Шрифт:
Интервал:
Закладка:
Следовательно, подтекст позиции Гобмера (которая сама задана, как мы уже сказали, в рамках некоего нового вида утопического пространства) должен прочитываться на фоне этих множественных утопических тенденций модернистской живописи. Однако еще один поворот винта современной ситуации приводит к превращению любой оценки постмодернистской живописи в совокупность утверждений о ее различных медиумных других, и особенно о фотографии, необычайное переизобретение которой в наши дни (как в теории, так и на практике) — фундаментальный факт и симптом постмодернистского периода, что с триумфом доказывается фотографическим сегментом рассматриваемой выставки, который удостоверяет свое созвучие инсталляционному сегменту в тот самый момент, когда раскрывает свое собственное утопическое предназначение, о котором никто и не подозревал.
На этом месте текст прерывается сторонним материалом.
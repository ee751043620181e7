use colored::Colorize;

pub fn run() {
    println!(
        "{} {}",
        "deckpane".bold(),
        env!("CARGO_PKG_VERSION").dimmed()
    );
    println!("Live slide-deck preview for Markdown documents");
}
И, правда, чувствуется, что различные движения в фотографии, современные модернистскому движению в живописи, обычно все еще заимствовали свои эстетические и апологетические оправдания из этого последнего медиума, считая своей задачей в лучшем случае «искупление физической реальности» (характеристика кинематографического реализма, данная Кракауэром) посредством раскрытия видимого мира, которое во многих отношениях и стилях оказывалось также разоблачением последнего. Призвание современной фотографии может оказаться несколько иным, что мы попытаемся показать далее. Для соответствующего доказательства следует отвлечься на какое-то время на столь же изменившуюся апологетику постмодернистской живописи, в которой, однако, диалектика конструкции и деконструкции, полезная, как мы выяснили, для оценки инсталляции Гобера, неожиданно предстанет в новом контексте.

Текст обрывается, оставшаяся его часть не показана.